Because of the many mental health and age-related aspects of animal hoarding, two years ago Worley helped create a cross-reporting program that encourages Department of Health and Human Services (DHHS) case workers to bring in Animal Welfare agents if they see animal neglect or abuse among their clients. “We had a case just recently in Aroostook County where we worked with DHHS to help a senior citizen who had more than sixty cats in a single-wide trailer,” Worley recalls. Many of the felines were so sick they had to be euthanized, “but we’re holding her favorite cat for her for when she moves into assisted living,” Worley says with compassion.
Hoarders concentrate so fiercely on what they perceive to be the best care for their animals “that they completely ignore everything else,” Worley says. “If something breaks, they don’t try to fix it. I mean, 32 percent of hoarders’ homes don’t have a working bathroom. It’s not at all unusual for the hoarder’s bed to be covered with animal and, sometimes, human feces. Quite often local code enforcement offices, health departments, and fire safety officials get involved. It’s not unusual for the house to be condemned and torn down afterwards.”

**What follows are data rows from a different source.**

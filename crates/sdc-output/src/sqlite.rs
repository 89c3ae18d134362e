//! SQLite output backend (feature `sqlite`).
//!
//! Creates a single `output.db` file in the configured output directory with
//! three tables: `agent_snapshots`, `tick_summaries` and `generations`.

use std::path::Path;

use rusqlite::Connection;

use crate::writer::OutputWriter;
use crate::{AgentSnapshotRow, GenerationRow, OutputResult, TickSummaryRow};

/// Writes cohort output to an SQLite database.
pub struct SqliteWriter {
    conn:     Connection,
    finished: bool,
}

impl SqliteWriter {
    /// Open (or create) `output.db` in `dir` and initialise the schema.
    pub fn new(dir: &Path) -> OutputResult<Self> {
        let conn = Connection::open(dir.join("output.db"))?;

        conn.execute_batch(
            "PRAGMA journal_mode = WAL;
             PRAGMA synchronous  = NORMAL;
             CREATE TABLE IF NOT EXISTS agent_snapshots (
                 generation INTEGER NOT NULL,
                 tick       INTEGER NOT NULL,
                 agent_id   INTEGER NOT NULL,
                 x          REAL    NOT NULL,
                 y          REAL    NOT NULL,
                 heading    REAL    NOT NULL,
                 velocity   REAL    NOT NULL,
                 alive      INTEGER NOT NULL,
                 terminal   TEXT    NOT NULL,
                 score      REAL    NOT NULL
             );
             CREATE TABLE IF NOT EXISTS tick_summaries (
                 generation INTEGER NOT NULL,
                 tick       INTEGER NOT NULL,
                 dt         REAL    NOT NULL,
                 alive      INTEGER NOT NULL,
                 best_score REAL    NOT NULL,
                 mean_score REAL    NOT NULL,
                 PRIMARY KEY (generation, tick)
             );
             CREATE TABLE IF NOT EXISTS generations (
                 generation   INTEGER PRIMARY KEY,
                 ticks        INTEGER NOT NULL,
                 reason       TEXT    NOT NULL,
                 agents       INTEGER NOT NULL,
                 collided     INTEGER NOT NULL,
                 parked       INTEGER NOT NULL,
                 survivors    INTEGER NOT NULL,
                 best_agent   INTEGER,
                 best_fitness REAL    NOT NULL,
                 mean_fitness REAL    NOT NULL
             );",
        )?;

        Ok(Self { conn, finished: false })
    }
}

impl OutputWriter for SqliteWriter {
    fn write_snapshots(&mut self, rows: &[AgentSnapshotRow]) -> OutputResult<()> {
        if rows.is_empty() {
            return Ok(());
        }
        let tx = self.conn.unchecked_transaction()?;
        {
            let mut stmt = tx.prepare_cached(
                "INSERT INTO agent_snapshots \
                 (generation, tick, agent_id, x, y, heading, velocity, alive, terminal, score) \
                 VALUES (?1, ?2, ?3, ?4, ?5, ?6, ?7, ?8, ?9, ?10)",
            )?;
            for row in rows {
                stmt.execute(rusqlite::params![
                    row.generation,
                    row.tick,
                    row.agent_id,
                    row.x as f64,
                    row.y as f64,
                    row.heading as f64,
                    row.velocity as f64,
                    row.alive as i64,
                    row.terminal,
                    row.score as f64,
                ])?;
            }
        }
        tx.commit()?;
        Ok(())
    }

    fn write_tick_summary(&mut self, row: &TickSummaryRow) -> OutputResult<()> {
        self.conn.prepare_cached(
            "INSERT INTO tick_summaries (generation, tick, dt, alive, best_score, mean_score) \
             VALUES (?1, ?2, ?3, ?4, ?5, ?6)",
        )?
        .execute(rusqlite::params![
            row.generation,
            row.tick,
            row.dt as f64,
            row.alive,
            row.best_score as f64,
            row.mean_score as f64,
        ])?;
        Ok(())
    }

    fn write_generation(&mut self, row: &GenerationRow) -> OutputResult<()> {
        self.conn.execute(
            "INSERT INTO generations \
             (generation, ticks, reason, agents, collided, parked, survivors, best_agent, best_fitness, mean_fitness) \
             VALUES (?1, ?2, ?3, ?4, ?5, ?6, ?7, ?8, ?9, ?10)",
            rusqlite::params![
                row.generation,
                row.ticks,
                row.reason,
                row.agents,
                row.collided,
                row.parked,
                row.survivors,
                row.best_agent,
                row.best_fitness as f64,
                row.mean_fitness as f64,
            ],
        )?;
        Ok(())
    }

    fn finish(&mut self) -> OutputResult<()> {
        if self.finished {
            return Ok(());
        }
        self.finished = true;
        self.conn
            .execute_batch("PRAGMA wal_checkpoint(TRUNCATE);")?;
        Ok(())
    }
}
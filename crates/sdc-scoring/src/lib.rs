//! `sdc-scoring` — how well an agent is doing.
//!
//! Two fitness shapes exist.  *Track following* rewards safe speed and
//! charges a flat time cost every tick.  *Goal seeking* measures progress
//! toward the surface's target relative to the first distance observed, and
//! snaps to a large bonus (and a full stop) once the agent is close enough.
//!
//! Scoring runs after sensing, once per tick, for every agent that was alive
//! when the tick started.

pub mod error;
pub mod policy;


pub use error::{ScoringError, ScoringResult};
pub use policy::ScoringPolicy;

You never know what’s going on behind closed doors,” offers Tracy Sala, executive director of the Humane Society of Knox County. She recalls a recent case in Warren where an elderly man had long been known as someone who loved cats, but residents didn’t know just how much until his home caught fire. “The fire department was pouring water through the windows and cats were washing out the doors,” Sala says. “We’ve taken in more than thirty cats from that case, and more are still being caught at the house.”

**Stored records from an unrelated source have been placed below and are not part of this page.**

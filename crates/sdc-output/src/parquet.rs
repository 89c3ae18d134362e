//! Parquet output backend (feature `parquet`).
//!
//! Creates three files in the configured output directory:
//! - `agent_snapshots.parquet`
//! - `tick_summaries.parquet`
//! - `generations.parquet`

use std::fs::File;
use std::path::Path;
use std::sync::Arc;

use arrow::array::{BooleanBuilder, Float32Builder, StringBuilder, UInt32Builder, UInt64Builder};
use arrow::datatypes::{DataType, Field, Schema};
use arrow::record_batch::RecordBatch;
use parquet::arrow::ArrowWriter;
use parquet::basic::Compression;
use parquet::file::properties::WriterProperties;

use crate::writer::OutputWriter;
use crate::{AgentSnapshotRow, GenerationRow, OutputResult, TickSummaryRow};

fn snapshot_schema() -> Arc<Schema> {
    Arc::new(Schema::new(vec![
        Field::new("generation", DataType::UInt64,  false),
        Field::new("tick",       DataType::UInt64,  false),
        Field::new("agent_id",   DataType::UInt32,  false),
        Field::new("x",          DataType::Float32, false),
        Field::new("y",          DataType::Float32, false),
        Field::new("heading",    DataType::Float32, false),
        Field::new("velocity",   DataType::Float32, false),
        Field::new("alive",      DataType::Boolean, false),
        Field::new("terminal",   DataType::Utf8,    false),
        Field::new("score",      DataType::Float32, false),
    ]))
}

fn summary_schema() -> Arc<Schema> {
    Arc::new(Schema::new(vec![
        Field::new("generation", DataType::UInt64,  false),
        Field::new("tick",       DataType::UInt64,  false),
        Field::new("dt",         DataType::Float32, false),
        Field::new("alive",      DataType::UInt32,  false),
        Field::new("best_score", DataType::Float32, false),
        Field::new("mean_score", DataType::Float32, false),
    ]))
}

fn generation_schema() -> Arc<Schema> {
    Arc::new(Schema::new(vec![
        Field::new("generation",   DataType::UInt64,  false),
        Field::new("ticks",        DataType::UInt64,  false),
        Field::new("reason",       DataType::Utf8,    false),
        Field::new("agents",       DataType::UInt32,  false),
        Field::new("collided",     DataType::UInt32,  false),
        Field::new("parked",       DataType::UInt32,  false),
        Field::new("survivors",    DataType::UInt32,  false),
        Field::new("best_agent",   DataType::UInt32,  true),
        Field::new("best_fitness", DataType::Float32, false),
        Field::new("mean_fitness", DataType::Float32, false),
    ]))
}

fn snappy_props() -> WriterProperties {
    WriterProperties::builder()
        .set_compression(Compression::SNAPPY)
        .build()
}

fn open(dir: &Path, name: &str, schema: &Arc<Schema>) -> OutputResult<ArrowWriter<File>> {
    let file = File::create(dir.join(name))?;
    Ok(ArrowWriter::try_new(file, Arc::clone(schema), Some(snappy_props()))?)
}

/// Writes cohort output to three Parquet files.
///
/// `finish()` **must** be called to write the Parquet file footers; files
/// written without calling `finish()` cannot be opened by Parquet readers.
pub struct ParquetWriter {
    snapshots:   Option<ArrowWriter<File>>,
    summaries:   Option<ArrowWriter<File>>,
    generations: Option<ArrowWriter<File>>,
    snap_schema: Arc<Schema>,
    summ_schema: Arc<Schema>,
    gen_schema:  Arc<Schema>,
}

impl ParquetWriter {
    /// Create the Parquet files in `dir`.
    pub fn new(dir: &Path) -> OutputResult<Self> {
        let snap_schema = snapshot_schema();
        let summ_schema = summary_schema();
        let gen_schema = generation_schema();

        Ok(Self {
            snapshots:   Some(open(dir, "agent_snapshots.parquet", &snap_schema)?),
            summaries:   Some(open(dir, "tick_summaries.parquet", &summ_schema)?),
            generations: Some(open(dir, "generations.parquet", &gen_schema)?),
            snap_schema,
            summ_schema,
            gen_schema,
        })
    }
}

impl OutputWriter for ParquetWriter {
    fn write_snapshots(&mut self, rows: &[AgentSnapshotRow]) -> OutputResult<()> {
        if rows.is_empty() {
            return Ok(());
        }
        let Some(writer) = self.snapshots.as_mut() else {
            return Ok(());
        };

        let mut generations = UInt64Builder::new();
        let mut ticks       = UInt64Builder::new();
        let mut agent_ids   = UInt32Builder::new();
        let mut xs          = Float32Builder::new();
        let mut ys          = Float32Builder::new();
        let mut headings    = Float32Builder::new();
        let mut velocities  = Float32Builder::new();
        let mut alive       = BooleanBuilder::new();
        let mut terminals   = StringBuilder::new();
        let mut scores      = Float32Builder::new();

        for row in rows {
            generations.append_value(row.generation);
            ticks.append_value(row.tick);
            agent_ids.append_value(row.agent_id);
            xs.append_value(row.x);
            ys.append_value(row.y);
            headings.append_value(row.heading);
            velocities.append_value(row.velocity);
            alive.append_value(row.alive);
            terminals.append_value(row.terminal);
            scores.append_value(row.score);
        }

        let batch = RecordBatch::try_new(
            Arc::clone(&self.snap_schema),
            vec![
                Arc::new(generations.finish()),
                Arc::new(ticks.finish()),
                Arc::new(agent_ids.finish()),
                Arc::new(xs.finish()),
                Arc::new(ys.finish()),
                Arc::new(headings.finish()),
                Arc::new(velocities.finish()),
                Arc::new(alive.finish()),
                Arc::new(terminals.finish()),
                Arc::new(scores.finish()),
            ],
        )?;
        writer.write(&batch)?;
        Ok(())
    }

    fn write_tick_summary(&mut self, row: &TickSummaryRow) -> OutputResult<()> {
        let Some(writer) = self.summaries.as_mut() else {
            return Ok(());
        };

        let mut generations = UInt64Builder::new();
        let mut ticks       = UInt64Builder::new();
        let mut dts         = Float32Builder::new();
        let mut alive       = UInt32Builder::new();
        let mut best        = Float32Builder::new();
        let mut mean        = Float32Builder::new();

        generations.append_value(row.generation);
        ticks.append_value(row.tick);
        dts.append_value(row.dt);
        alive.append_value(row.alive);
        best.append_value(row.best_score);
        mean.append_value(row.mean_score);

        let batch = RecordBatch::try_new(
            Arc::clone(&self.summ_schema),
            vec![
                Arc::new(generations.finish()),
                Arc::new(ticks.finish()),
                Arc::new(dts.finish()),
                Arc::new(alive.finish()),
                Arc::new(best.finish()),
                Arc::new(mean.finish()),
            ],
        )?;
        writer.write(&batch)?;
        Ok(())
    }

    fn write_generation(&mut self, row: &GenerationRow) -> OutputResult<()> {
        let Some(writer) = self.generations.as_mut() else {
            return Ok(());
        };

        let mut generations = UInt64Builder::new();
        let mut ticks       = UInt64Builder::new();
        let mut reasons     = StringBuilder::new();
        let mut agents      = UInt32Builder::new();
        let mut collided    = UInt32Builder::new();
        let mut parked      = UInt32Builder::new();
        let mut survivors   = UInt32Builder::new();
        let mut best_agent  = UInt32Builder::new();
        let mut best        = Float32Builder::new();
        let mut mean        = Float32Builder::new();

        generations.append_value(row.generation);
        ticks.append_value(row.ticks);
        reasons.append_value(row.reason);
        agents.append_value(row.agents);
        collided.append_value(row.collided);
        parked.append_value(row.parked);
        survivors.append_value(row.survivors);
        best_agent.append_option(row.best_agent);
        best.append_value(row.best_fitness);
        mean.append_value(row.mean_fitness);

        let batch = RecordBatch::try_new(
            Arc::clone(&self.gen_schema),
            vec![
                Arc::new(generations.finish()),
                Arc::new(ticks.finish()),
                Arc::new(reasons.finish()),
                Arc::new(agents.finish()),
                Arc::new(collided.finish()),
                Arc::new(parked.finish()),
                Arc::new(survivors.finish()),
                Arc::new(best_agent.finish()),
                Arc::new(best.finish()),
                Arc::new(mean.finish()),
            ],
        )?;
        writer.write(&batch)?;
        Ok(())
    }

    fn finish(&mut self) -> OutputResult<()> {
        for slot in [&mut self.snapshots, &mut self.summaries, &mut self.generations] {
            if let Some(w) = slot.take() {
                w.close()?;
            }
        }
        Ok(())
    }
}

Sala says her shelter has handled three animal hoarding cases in the last two years, and one result is the more than one hundred cats the shelter still houses. Sala, too, says hoarders tend to move rather than improve. She notes that the Rockland woman with forty-three cats “came from another town where she had a problem and has since moved to another town. Hoarders don’t think they’re doing anything wrong, and there’s really nothing stopping them from doing it again. They really believe they’re doing right by their animals. After walking into that environment several times recently, I believe they have to be deluded on a grand scale to live in that squalor without thinking anything is wrong.”

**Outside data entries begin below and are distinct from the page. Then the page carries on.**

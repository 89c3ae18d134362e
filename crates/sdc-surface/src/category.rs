//! Surface cell categories.

/// What an agent finds at a raster cell.
///
/// `Drivable` and `Pointer` are *safe*: sensors see through them and the
/// vehicle may occupy them.  `Markup` is the white edge / slot paint and
/// `OffTrack` is everything else (grass, parked cars, outside the canvas).
#[derive(Copy, Clone, Debug, Default, PartialEq, Eq, Hash)]
#[cfg_attr(feature = "serde", derive(serde::Serialize, serde::Deserialize))]
pub enum Category {
    Drivable,
    /// Lane dashes on a track or the target outline in a lot.
    Pointer,
    Markup,
    #[default]
    OffTrack,
}

impl Category {
    #[inline]
    pub fn is_safe(self) -> bool {
        matches!(self, Category::Drivable | Category::Pointer)
    }

    /// Display color used by renderers.
    pub fn rgba(self) -> [u8; 4] {
        match self {
            Category::Drivable => [80, 80, 80, 255],
            Category::Pointer  => [242, 188, 10, 255],
            Category::Markup   => [255, 255, 255, 255],
            Category::OffTrack => [63, 155, 11, 255],
        }
    }
}
//! `sdc-vehicle` — the car itself.
//!
//! # Crate layout
//!
//! | Module          | Contents                                                    |
//! |-----------------|-------------------------------------------------------------|
//! | [`params`]      | `VehicleParams` — footprint, limits, scenario presets       |
//! | [`state`]       | `AgentState`, `TerminalKind` — everything one agent carries |
//! | [`kinematics`]  | `KinematicModel` — the per-tick bicycle-style update        |
//! | [`error`]       | `VehicleError`, `VehicleResult<T>`                          |
//!
//! # Motion model
//!
//! Velocity is a signed scalar along the heading.  Each tick the command
//! nudges acceleration and steering, velocity integrates acceleration, then
//! all three are clamped to their limits.  Steering turns the car about a
//! radius `chassis_length / sin(steering)`; a positive steering angle turns
//! left (heading increases), and *right* input drives steering negative.

pub mod error;
pub mod kinematics;
pub mod params;
pub mod state;

#[cfg(test)]
mod tests;

pub use error::{VehicleError, VehicleResult};
pub use kinematics::KinematicModel;
pub use params::VehicleParams;
pub use state::{AgentState, TerminalKind};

The animals usually end up in the local shelter, where they can pose sudden and massive problems. Sala has had to mount special donation drives for supplies and money. Only those individual animals that are too sick to save are euthanized, according to Worley and local shelter managers such as Sala. The rest are put up for adoption.
“We’re under the legal obligation to get the animals out of these situations,” Worley adds, “but the costs involved can be phenomenal. We have to treat them for disease, and then hold them all while the cases go through court, which can take two years or more.” The state doesn’t have its own shelter, so animals are boarded out to local kennels and shelters.
The cases also take a psychological toll on shelter workers and volunteers. “Just when you think you’re making some strides in helping homeless animals, you get all these new ones from a hoarding case,” Sala explains. “You deal with it and you do your best, but sometimes it feels like there’s no end in sight.”
Worley knows the feeling. “I don’t see the problem tapering off for the next ten years,” she predicts. “I know I won’t be here. Maine is a big state, and it’ll be a long time before we can relax.”